By the time they came to wheel me into surgery I was already floaty. I remember joking with the guy who wheeled me into the surgery room, and making him laugh by letting him know I’d be there waiting for him when he got back as he stepped away for a moment. And that, thankfully, is all I remember.
The next thing I knew someone was calling me awake and telling me that I had a button in my hand that I could push if I was in pain. I immediately remembered where I was, and tried to be as polite as possible while saying thank you to the nice voice. Being polite to the hospital staff WAS VERY IMPORTANT.
(In fact, while on meds, I said thank you to the nurses so much, they told me to stop!)
My surgery was scheduled for early morning, and it was very late when I finally woke up enough to realize I had been moved to my own room. The procedure was only supposed to last three hours, but I later learned from my husband that while he waited, those three hours came and went and no one would tell him why I was still in surgery.
Seven hours passed before they finally told him I was ok.
He told me that they explained to him that I had developed anemia sometime after my initial blood tests, and right before my surgery. Now, they do a blood test before surgery, just to make sure. Apparently the lab tech had not gotten to my blood sample in time, and they had gone ahead with my surgery anyway.
So because I was anemic, my blood was not able to clot properly when they started cutting me open. I began to hemorrhage, and there was a scramble to keep me from bleeding to death. Unfortunately for me, the faulty genetics I had been gifted also seems to extent to other areas of my body. Every time they put in a needle, a vein would explode. They ended up having to go through my femoral artery. I then needed to be resuscitated, as it seems my body was just hell bent on not having a good day.
So my surgery lasted four hours longer than it should have, and I woke up covered in bruises (that really freaking hurt). I would also later develop arrhythmia from the anesthesia, and just not stop vomiting on everything and everyone. Also, do not recommend.
Because of the complications and my bad reactions to his, I actually spent five days in the hospital. I was very grateful to get through the experience with what I felt like was only a small amount of bad. Because goodness knows it could have gone so much worse.
Your definition of fear changes when you go through something like this. Before this, I was afraid of so many things I find boring now. I think I understand myself a little bit better. I trust myself a lot more. I don’t want to live in a way that would make me regret, if I didn’t come out of that room. Not in the ways that matter.
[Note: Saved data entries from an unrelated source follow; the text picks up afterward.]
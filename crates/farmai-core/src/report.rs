// Consulting report document and its provenance.
//
// Field names serialize in camelCase because the same shape is what the
// model is asked to return. Every field defaults, so any JSON object parses
// into a structurally complete report.

use chrono::{DateTime, Utc};
use serde::{Deserialize, Deserializer, Serialize};
use serde_json::{Map, Value};

// ---------------------------------------------------------------------------
// Report body
// ---------------------------------------------------------------------------

#[derive(Debug, Clone, Default, PartialEq, Serialize, Deserialize)]
#[serde(default, rename_all = "camelCase")]
pub struct ConsultingReport {
    pub consulting_info: ConsultingInfo,
    pub data_summary: DataSummary,
    pub diagnosis: ReportDiagnosis,
    pub requests: Requests,
    pub solutions: Solutions,
    pub future_plans: FuturePlans,
}

#[derive(Debug, Clone, Default, PartialEq, Eq, Serialize, Deserialize)]
#[serde(default, rename_all = "camelCase")]
pub struct ConsultingInfo {
    pub date: String,
    pub time: String,
    pub target: String,
    pub consultant: String,
    pub location: String,
}

/// Key figures per area, as loose key/value maps.
#[derive(Debug, Clone, Default, PartialEq, Serialize, Deserialize)]
#[serde(default, rename_all = "camelCase")]
pub struct DataSummary {
    pub environment: Map<String, Value>,
    pub irrigation: Map<String, Value>,
    pub growth: Map<String, Value>,
    pub pest_control: Map<String, Value>,
    pub management: Map<String, Value>,
}

impl DataSummary {
    /// `(title, map)` pairs in display order.
    pub fn sections(&self) -> [(&'static str, &Map<String, Value>); 5] {
        [
            ("Environment", &self.environment),
            ("Irrigation", &self.irrigation),
            ("Growth", &self.growth),
            ("Pest control", &self.pest_control),
            ("Management", &self.management),
        ]
    }
}

#[derive(Debug, Clone, Default, PartialEq, Serialize, Deserialize)]
#[serde(default, rename_all = "camelCase")]
pub struct AreaAssessment {
    #[serde(deserialize_with = "lenient_score")]
    pub score: f64,
    pub status: String,
    pub issues: Vec<String>,
}

#[derive(Debug, Clone, Default, PartialEq, Serialize, Deserialize)]
#[serde(default, rename_all = "camelCase")]
pub struct ReportDiagnosis {
    #[serde(deserialize_with = "lenient_score")]
    pub overall_score: f64,
    pub overall_status: String,
    pub environment: AreaAssessment,
    pub irrigation: AreaAssessment,
    pub growth: AreaAssessment,
    pub pest_control: AreaAssessment,
    pub strengths: Vec<String>,
    pub weaknesses: Vec<String>,
    pub risks: Vec<String>,
}

impl ReportDiagnosis {
    pub fn areas(&self) -> [(&'static str, &AreaAssessment); 4] {
        [
            ("Environment", &self.environment),
            ("Irrigation", &self.irrigation),
            ("Growth", &self.growth),
            ("Pest control", &self.pest_control),
        ]
    }
}

#[derive(Debug, Clone, Default, PartialEq, Eq, Serialize, Deserialize)]
#[serde(default, rename_all = "camelCase")]
pub struct PriorityQuestion {
    pub question: String,
    pub category: String,
    pub priority: String,
    pub complexity: String,
}

#[derive(Debug, Clone, Default, PartialEq, Eq, Serialize, Deserialize)]
#[serde(default, rename_all = "camelCase")]
pub struct Requests {
    pub main_concerns: Vec<String>,
    pub requirements: Vec<String>,
    pub priority_questions: Vec<PriorityQuestion>,
    pub potential_needs: Vec<String>,
    pub focus_areas: Vec<String>,
}

#[derive(Debug, Clone, Default, PartialEq, Eq, Serialize, Deserialize)]
#[serde(default, rename_all = "camelCase")]
pub struct Recommendation {
    pub title: String,
    pub description: String,
    pub priority: String,
    pub timeline: String,
    pub cost: String,
}

#[derive(Debug, Clone, Default, PartialEq, Eq, Serialize, Deserialize)]
#[serde(default, rename_all = "camelCase")]
pub struct ActionItem {
    pub action: String,
    pub responsible: String,
    pub deadline: String,
    pub status: String,
}

#[derive(Debug, Clone, Default, PartialEq, Eq, Serialize, Deserialize)]
#[serde(default, rename_all = "camelCase")]
pub struct Solutions {
    pub recommendations: Vec<Recommendation>,
    pub action_items: Vec<ActionItem>,
}

#[derive(Debug, Clone, Default, PartialEq, Eq, Serialize, Deserialize)]
#[serde(default, rename_all = "camelCase")]
pub struct Milestone {
    pub milestone: String,
    pub target_date: String,
    pub success_criteria: String,
}

#[derive(Debug, Clone, Default, PartialEq, Eq, Serialize, Deserialize)]
#[serde(default, rename_all = "camelCase")]
pub struct FuturePlans {
    pub short_term: Vec<String>,
    pub medium_term: Vec<String>,
    pub long_term: Vec<String>,
    pub milestones: Vec<Milestone>,
}

/// Accept `87`, `87.5`, `"87"` or `null` for a score. Anything else reads
/// as 0 rather than failing the whole report.
fn lenient_score<'de, D>(deserializer: D) -> Result<f64, D::Error>
where
    D: Deserializer<'de>,
{
    let value = Value::deserialize(deserializer)?;
    Ok(match value {
        Value::Number(n) => n.as_f64().unwrap_or(0.0),
        Value::String(s) => s.trim().trim_end_matches('%').trim().parse().unwrap_or(0.0),
        _ => 0.0,
    })
}

/// Qualitative label for a 0..100 score.
pub fn status_for_score(score: f64) -> &'static str {
    match score {
        s if s >= 80.0 => "Excellent",
        s if s >= 60.0 => "Good",
        s if s >= 40.0 => "Fair",
        _ => "Needs improvement",
    }
}

// ---------------------------------------------------------------------------
// Provenance
// ---------------------------------------------------------------------------

/// Why a placeholder report was produced instead of a generated one.
#[derive(Debug, Clone, PartialEq, Eq, Serialize, Deserialize)]
#[serde(tag = "kind", content = "detail", rename_all = "snake_case")]
pub enum FallbackReason {
    NoApiKey,
    Request(String),
    EmptyResponse,
    Unparsable(String),
}

impl std::fmt::Display for FallbackReason {
    fn fmt(&self, f: &mut std::fmt::Formatter<'_>) -> std::fmt::Result {
        match self {
            FallbackReason::NoApiKey => write!(f, "no API key configured"),
            FallbackReason::Request(msg) => write!(f, "request failed: {msg}"),
            FallbackReason::EmptyResponse => write!(f, "the model returned no content"),
            FallbackReason::Unparsable(msg) => write!(f, "response could not be parsed: {msg}"),
        }
    }
}

#[derive(Debug, Clone, PartialEq, Eq, Serialize, Deserialize)]
#[serde(tag = "source", rename_all = "snake_case")]
pub enum ReportSource {
    Generated { model: String },
    Fallback { reason: FallbackReason },
}

impl ReportSource {
    pub fn is_fallback(&self) -> bool {
        matches!(self, ReportSource::Fallback { .. })
    }
}

/// A report together with where it came from. This is what gets stored.
#[derive(Debug, Clone, PartialEq, Serialize, Deserialize)]
pub struct GeneratedReport {
    pub report: ConsultingReport,
    pub source: ReportSource,
    pub generated_at: DateTime<Utc>,
}

// ---------------------------------------------------------------------------
// Tests
// ---------------------------------------------------------------------------

#[cfg(test)]
mod tests {
    use super::*;
    use serde_json::json;

    #[test]
    fn empty_object_parses_to_complete_report() {
        let report: ConsultingReport = serde_json::from_str("{}").unwrap();
        assert_eq!(report, ConsultingReport::default());
        assert!(report.solutions.recommendations.is_empty());
    }

    #[test]
    fn partial_report_keeps_given_fields() {
        let report: ConsultingReport = serde_json::from_value(json!({
            "consultingInfo": {"date": "2025-03-02", "target": "Sunrise Berries"},
            "diagnosis": {
                "overallScore": "72",
                "environment": {"score": 65.5, "issues": ["Night humidity high"]},
                "strengths": ["Good records"]
            },
            "solutions": {"recommendations": [{"title": "Dehumidify"}]}
        }))
        .unwrap();

        assert_eq!(report.consulting_info.date, "2025-03-02");
        assert_eq!(report.consulting_info.time, "");
        assert_eq!(report.diagnosis.overall_score, 72.0);
        assert_eq!(report.diagnosis.environment.score, 65.5);
        assert_eq!(report.diagnosis.environment.issues, vec!["Night humidity high"]);
        assert_eq!(report.diagnosis.irrigation, AreaAssessment::default());
        assert_eq!(report.solutions.recommendations[0].title, "Dehumidify");
        assert_eq!(report.solutions.recommendations[0].priority, "");
    }

    #[test]
    fn lenient_score_tolerates_junk() {
        let area: AreaAssessment =
            serde_json::from_value(json!({"score": "high", "status": "Good"})).unwrap();
        assert_eq!(area.score, 0.0);

        let area: AreaAssessment = serde_json::from_value(json!({"score": "85%"})).unwrap();
        assert_eq!(area.score, 85.0);

        let area: AreaAssessment = serde_json::from_value(json!({"score": null})).unwrap();
        assert_eq!(area.score, 0.0);
    }

    #[test]
    fn serializes_camel_case_keys() {
        let value = serde_json::to_value(ConsultingReport::default()).unwrap();
        assert!(value.get("consultingInfo").is_some());
        assert!(value["futurePlans"].get("shortTerm").is_some());
        assert!(value["dataSummary"].get("pestControl").is_some());
    }

    #[test]
    fn generated_report_round_trips_with_source() {
        let stored = GeneratedReport {
            report: ConsultingReport::default(),
            source: ReportSource::Fallback {
                reason: FallbackReason::Request("HTTP 500".into()),
            },
            generated_at: Utc::now(),
        };
        let json = serde_json::to_string(&stored).unwrap();
        let back: GeneratedReport = serde_json::from_str(&json).unwrap();
        assert_eq!(back, stored);
        assert!(back.source.is_fallback());
    }

    #[test]
    fn score_status_bands() {
        assert_eq!(status_for_score(92.0), "Excellent");
        assert_eq!(status_for_score(60.0), "Good");
        assert_eq!(status_for_score(41.0), "Fair");
        assert_eq!(status_for_score(0.0), "Needs improvement");
    }
}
So thank you to Dr. Barth Green, and his surgical team. They kept me alive that day, and my brain is working much better for now. And thank you to the wonderful nurses who took care of me when I was at my most vulnerable. And to my husband. Who spent five days sleeping on a hospital room sofa and woke up at 2am to be vomited on. I couldn’t have mad it through any of that without all of them. I’ll keep striving to do my best because you all did your best for me.